I can’t stop reading the blog Beyond Growth right now. The site’s authors describe their work “a collaborative blogging project focused on critiquing and expanding the personal development field.” Um, yes please.
One of the best things I read on the site was in the comments section, and I keep going back to re-read it. The author, Duff McDuffee, was calling out a particular personal development course and center in his post for some potential unethical behavior. In his experience as a past course participant, the coursework involved “aggressively humiliating/shaming the client’s psychological defense mechanisms” for the purposes of inducing an emotional breakdown or catharsis (also termed an abreaction).
In case you are not already aware, this is an extremely common course format in a certain corner of the personal development world. Many people experience such workshops as life-changing events–I certainly have in the past–but the real benefits of such workshops in the long term are dubious at best.
One of the organizational leaders of the center Duff critiqued responded to his post, asking for more specific feedback about how Duff would recommend the center change its practices.
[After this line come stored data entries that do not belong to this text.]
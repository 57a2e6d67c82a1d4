//! Built-in HTTP transport: a reqwest client driven by a worker pool.

use super::{CancelFlag, ExecutionResult, Executor, ResultLog};
use crate::run::RunConfig;
use crate::synth::TestCase;
use async_trait::async_trait;
use serde_json::Value;
use std::collections::VecDeque;
use std::sync::{Arc, Mutex};
use std::time::{Duration, Instant};
use tracing::{debug, warn};

/// Executes cases against a live server over HTTP.
///
/// Cases are pulled from a shared queue by `config.concurrency` workers, so
/// a slow endpoint never stalls the whole batch behind it.
#[derive(Debug, Default)]
pub struct HttpExecutor;

impl HttpExecutor {
    /// Create an executor.
    #[must_use]
    pub fn new() -> Self {
        Self
    }
}

#[async_trait]
impl Executor for HttpExecutor {
    async fn run(
        &self,
        cases: Vec<TestCase>,
        config: &RunConfig,
        log: &ResultLog,
        cancel: &CancelFlag,
    ) {
        let client = match reqwest::Client::builder()
            .timeout(Duration::from_millis(config.timeout_ms))
            .build()
        {
            Ok(client) => client,
            Err(err) => {
                // No transport at all: fail the whole batch uniformly.
                for case in cases {
                    log.append(ExecutionResult::failed(case, err.to_string(), 0, 0));
                }
                return;
            }
        };

        let queue: Arc<Mutex<VecDeque<TestCase>>> = Arc::new(Mutex::new(cases.into()));
        let workers = config.concurrency.max(1);
        let mut handles = Vec::with_capacity(workers);
        for worker in 0..workers {
            let client = client.clone();
            let queue = Arc::clone(&queue);
            let config = config.clone();
            let log = log.clone();
            let cancel = cancel.clone();
            handles.push(tokio::spawn(async move {
                debug!(worker, "worker started");
                loop {
                    if cancel.is_cancelled() {
                        break;
                    }
                    let case = queue
                        .lock()
                        .unwrap_or_else(std::sync::PoisonError::into_inner)
                        .pop_front();
                    let Some(case) = case else { break };
                    let result = execute_case(&client, &config, case).await;
                    log.append(result);
                }
            }));
        }
        for joined in futures::future::join_all(handles).await {
            // A panic in one worker must not abort the remaining workers.
            if let Err(err) = joined {
                warn!(error = %err, "worker task failed");
            }
        }
    }
}

/// Run one case to a terminal result, retrying per policy.
async fn execute_case(
    client: &reqwest::Client,
    config: &RunConfig,
    case: TestCase,
) -> ExecutionResult {
    let url = match build_url(&config.base_url, &case) {
        Ok(url) => url,
        // A malformed URL still yields a result; the case is not dropped.
        Err(message) => return ExecutionResult::failed(case, message, 0, 0),
    };

    let policy = &config.retry;
    let mut retries = 0;
    loop {
        let started = Instant::now();
        let outcome = send_once(client, config, &url, &case).await;
        let latency_ms = u64::try_from(started.elapsed().as_millis()).unwrap_or(u64::MAX);

        match outcome {
            Ok(status) => {
                let retry_5xx =
                    policy.retry_on_server_error && (500..600).contains(&status);
                if retry_5xx && retries + 1 < policy.max_attempts {
                    debug!(case = %case.id, status, "retrying server error");
                    tokio::time::sleep(policy.backoff_delay(retries)).await;
                    retries += 1;
                    continue;
                }
                return ExecutionResult::responded(case, status, latency_ms, retries);
            }
            Err(err) => {
                if retries + 1 < policy.max_attempts {
                    debug!(case = %case.id, error = %err, "retrying transport failure");
                    tokio::time::sleep(policy.backoff_delay(retries)).await;
                    retries += 1;
                    continue;
                }
                warn!(case = %case.id, error = %err, "case exhausted retries");
                return ExecutionResult::failed(case, err.to_string(), latency_ms, retries);
            }
        }
    }
}

async fn send_once(
    client: &reqwest::Client,
    config: &RunConfig,
    url: &str,
    case: &TestCase,
) -> Result<u16, reqwest::Error> {
    let mut request = client
        .request(method(case.method), url)
        .header("Accept", "application/json");

    for (name, value) in &case.query {
        request = request.query(&[(name.as_str(), scalar(value))]);
    }
    for (name, value) in &case.headers {
        request = request.header(name.as_str(), scalar(value));
    }
    if !case.cookies.is_empty() {
        let cookie = case
            .cookies
            .iter()
            .map(|(name, value)| format!("{name}={}", scalar(value)))
            .collect::<Vec<_>>()
            .join("; ");
        request = request.header("Cookie", cookie);
    }
    if let Some(provider) = &config.credentials {
        let (name, value) = provider.header();
        request = request.header(name, value);
    }
    if let Some(body) = &case.body {
        request = request
            .header("Content-Type", "application/json")
            .json(body);
    }

    let response = request.send().await?;
    Ok(response.status().as_u16())
}

fn method(method: crate::spec::HttpMethod) -> reqwest::Method {
    use crate::spec::HttpMethod as M;
    match method {
        M::Get => reqwest::Method::GET,
        M::Post => reqwest::Method::POST,
        M::Put => reqwest::Method::PUT,
        M::Delete => reqwest::Method::DELETE,
        M::Patch => reqwest::Method::PATCH,
        M::Head => reqwest::Method::HEAD,
        M::Options => reqwest::Method::OPTIONS,
    }
}

/// Substitute path parameters into the template and join with the base URL.
fn build_url(base_url: &str, case: &TestCase) -> Result<String, String> {
    let mut path = case.path.clone();
    for (name, value) in &case.path_params {
        path = path.replace(&format!("{{{name}}}"), &scalar(value));
    }
    if path.contains('{') {
        return Err(format!("unsubstituted path parameter in {path}"));
    }
    Ok(format!(
        "{}/{}",
        base_url.trim_end_matches('/'),
        path.trim_start_matches('/')
    ))
}

/// Render a JSON value as a bare string for URLs and headers.
fn scalar(value: &Value) -> String {
    match value {
        Value::String(s) => s.clone(),
        other => other.to_string(),
    }
}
First of all, it is a huge step that an organizational leaders of this center even wrote back. It shows a level of care that is often depressingly absent in personal growth centers.
Duff’s response in the comments section was articulate, and in my opinion, right on the money. I am obviously quoting below at length (and even so, I don’t include all of his comments), so once again, here’s the link to the original post.
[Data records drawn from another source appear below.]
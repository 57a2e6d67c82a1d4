//! CLI command definitions using clap

use crate::config::ColorChoice;
use crate::error::{CliError, CliResult};
use clap::{Parser, Subcommand, ValueEnum};
use cubrir::{
    BearerToken, CoverageMode, HeaderCredential, RetryPolicy, RunConfig, Strategy, Thresholds,
};
use std::path::PathBuf;
use std::sync::Arc;

/// Cubridor: CLI for Cubrir - spec-driven API testing and coverage
#[derive(Parser, Debug)]
#[command(name = "cubridor")]
#[command(author, version, about, long_about = None)]
#[command(propagate_version = true)]
pub struct Cli {
    /// Verbosity level (-v, -vv)
    #[arg(short, long, action = clap::ArgAction::Count, global = true)]
    pub verbose: u8,

    /// Quiet mode (suppress non-error output)
    #[arg(short, long, global = true)]
    pub quiet: bool,

    /// Color output (auto, always, never)
    #[arg(long, default_value = "auto", global = true)]
    pub color: ColorArg,

    /// Subcommand to run
    #[command(subcommand)]
    pub command: Commands,
}

/// CLI subcommands
#[derive(Subcommand, Debug)]
pub enum Commands {
    /// Run synthesized cases against a live server
    Run(RunArgs),

    /// Synthesize cases and print them without executing
    Generate(GenerateArgs),

    /// Show the endpoints a spec declares
    Inspect(InspectArgs),
}

/// Color output argument
#[derive(ValueEnum, Clone, Copy, Debug, Default)]
pub enum ColorArg {
    /// Detect from terminal
    #[default]
    Auto,
    /// Always use colors
    Always,
    /// Never use colors
    Never,
}

impl From<ColorArg> for ColorChoice {
    fn from(arg: ColorArg) -> Self {
        match arg {
            ColorArg::Auto => Self::Auto,
            ColorArg::Always => Self::Always,
            ColorArg::Never => Self::Never,
        }
    }
}

/// Arguments for the run command
#[derive(Parser, Debug)]
pub struct RunArgs {
    /// Spec document: a file path or an http(s) URL
    pub spec: String,

    /// Base URL of the server under test
    #[arg(short, long, default_value = "http://localhost:8080")]
    pub url: String,

    /// Strategies to synthesize with (repeatable; default: all)
    #[arg(short, long = "strategy", value_name = "STRATEGY")]
    pub strategies: Vec<Strategy>,

    /// Number of concurrent workers
    #[arg(short = 'j', long, default_value = "4")]
    pub concurrency: usize,

    /// Per-request timeout in milliseconds
    #[arg(long, default_value = "10000")]
    pub timeout: u64,

    /// Attempts per case, including the first
    #[arg(long, default_value = "3")]
    pub attempts: u32,

    /// Also retry 5xx responses
    #[arg(long)]
    pub retry_server_errors: bool,

    /// Schema recursion depth cap
    #[arg(long, default_value = "5")]
    pub depth_cap: usize,

    /// Cap on total synthesized cases
    #[arg(short, long)]
    pub limit: Option<usize>,

    /// Coverage accounting mode (endpoint, status-class)
    #[arg(long, default_value = "endpoint")]
    pub coverage_mode: CoverageMode,

    /// Write the full JSON report to this file
    #[arg(short, long)]
    pub output: Option<PathBuf>,

    /// Stream results to this file as JSON Lines
    #[arg(long)]
    pub results: Option<PathBuf>,

    /// Fail unless coverage reaches this ratio
    #[arg(long)]
    pub min_coverage: Option<f64>,

    /// Fail unless reliability reaches this ratio
    #[arg(long)]
    pub min_reliability: Option<f64>,

    /// Fail unless the expectation match rate reaches this ratio
    #[arg(long)]
    pub min_match_rate: Option<f64>,

    /// Bearer token for the Authorization header
    #[arg(long, env = "CUBRIR_TOKEN")]
    pub bearer: Option<String>,

    /// Extra credential header, as `Name: value`
    #[arg(long, value_name = "HEADER")]
    pub auth_header: Option<String>,

    /// Delegate execution to this command instead of the built-in client
    #[arg(long)]
    pub delegate: Option<String>,

    /// Arguments for the delegate command (repeatable)
    #[arg(long = "delegate-arg", value_name = "ARG")]
    pub delegate_args: Vec<String>,
}

impl RunArgs {
    /// Translate CLI flags into a library run config.
    pub fn to_run_config(&self) -> CliResult<RunConfig> {
        let credentials: Option<Arc<dyn cubrir::CredentialProvider>> =
            match (&self.bearer, &self.auth_header) {
                (Some(_), Some(_)) => {
                    return Err(CliError::invalid_argument(
                        "--bearer and --auth-header are mutually exclusive",
                    ));
                }
                (Some(token), None) => Some(Arc::new(BearerToken::new(token.clone()))),
                (None, Some(header)) => {
                    let (name, value) = header.split_once(':').ok_or_else(|| {
                        CliError::invalid_argument("--auth-header must look like `Name: value`")
                    })?;
                    Some(Arc::new(HeaderCredential::new(name.trim(), value.trim())))
                }
                (None, None) => None,
            };

        Ok(RunConfig {
            base_url: self.url.clone(),
            concurrency: self.concurrency,
            timeout_ms: self.timeout,
            retry: RetryPolicy {
                max_attempts: self.attempts,
                retry_on_server_error: self.retry_server_errors,
                ..RetryPolicy::default()
            },
            strategies: self.effective_strategies(),
            depth_cap: self.depth_cap,
            coverage_mode: self.coverage_mode,
            credentials,
            case_limit: self.limit,
        })
    }

    /// Requested strategies, defaulting to all of them.
    #[must_use]
    pub fn effective_strategies(&self) -> Vec<Strategy> {
        if self.strategies.is_empty() {
            Strategy::ALL.to_vec()
        } else {
            self.strategies.clone()
        }
    }

    /// Thresholds from the `--min-*` flags.
    #[must_use]
    pub fn thresholds(&self) -> Thresholds {
        Thresholds {
            min_coverage: self.min_coverage,
            min_reliability: self.min_reliability,
            min_match_rate: self.min_match_rate,
        }
    }
}

/// Arguments for the generate command
#[derive(Parser, Debug)]
pub struct GenerateArgs {
    /// Spec document: a file path or an http(s) URL
    pub spec: String,

    /// Strategies to synthesize with (repeatable; default: all)
    #[arg(short, long = "strategy", value_name = "STRATEGY")]
    pub strategies: Vec<Strategy>,

    /// Schema recursion depth cap
    #[arg(long, default_value = "5")]
    pub depth_cap: usize,

    /// Cap on total synthesized cases
    #[arg(short, long)]
    pub limit: Option<usize>,

    /// Write cases to this file instead of stdout
    #[arg(short, long)]
    pub output: Option<PathBuf>,
}

impl GenerateArgs {
    /// Requested strategies, defaulting to all of them.
    #[must_use]
    pub fn effective_strategies(&self) -> Vec<Strategy> {
        if self.strategies.is_empty() {
            Strategy::ALL.to_vec()
        } else {
            self.strategies.clone()
        }
    }
}

/// Arguments for the inspect command
#[derive(Parser, Debug)]
pub struct InspectArgs {
    /// Spec document: a file path or an http(s) URL
    pub spec: String,

    /// Emit JSON instead of a table
    #[arg(long)]
    pub json: bool,
}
If I were to make requests, they would be to advertise the relational practices (at least what I’ve observed them to be) as highly aggressive and likely to bring up traumatic past events, to specifically filter out people with any history of abuse or PTSD through the use of an intake form, and to avoid using these techniques on anyone who does not give verbal or written consent.
Even better would be to seriously consider the potential harm of these techniques and consider abandoning them altogether in favor of a different philosophy and methodology.
Encourage and create a system to support critical feedback in your community especially with regards to techniques, group dynamics, safety, and consent–listening to and taking seriously the content of such feedback without engaging in emotional processing…Consider creating a way of allowing anonymity when giving such feedback.
Make your financial accounting transparent, and encourage the same for [your partner organizations]. This will help prevent financial corruption and keep accountable with your community.
Encourage a community of critical thinking. Above all, do not allow intolerance of minority groups or opinions within your community. Avoid all green-shaming, as in “those guys are just green,” or any other versions of this. Encourage rational-mind thinking–do not demonize the mind in favor of emotions, the heart, emptiness, or anything else or you’ll end up with a cult-like groupthink.
Create an explicit policy for ethical violations from community leaders and teachers, especially with regards to sexual relationships, money, and dual-relationships of all kinds. Enforce this policy.
Learn the laws regarding psychotherapy and group psychotherapy in the state of Colorado, as well as “certification” in any methodology as regulated by the Department of Private Occupational Schools. Make sure you are in compliance with the law. Hire a lawyer to help you to do so.
To anyone involved in a personal growth organization who may somehow read the above…this is it. This is what your critics are asking for. This is what it looks like to care about your participants.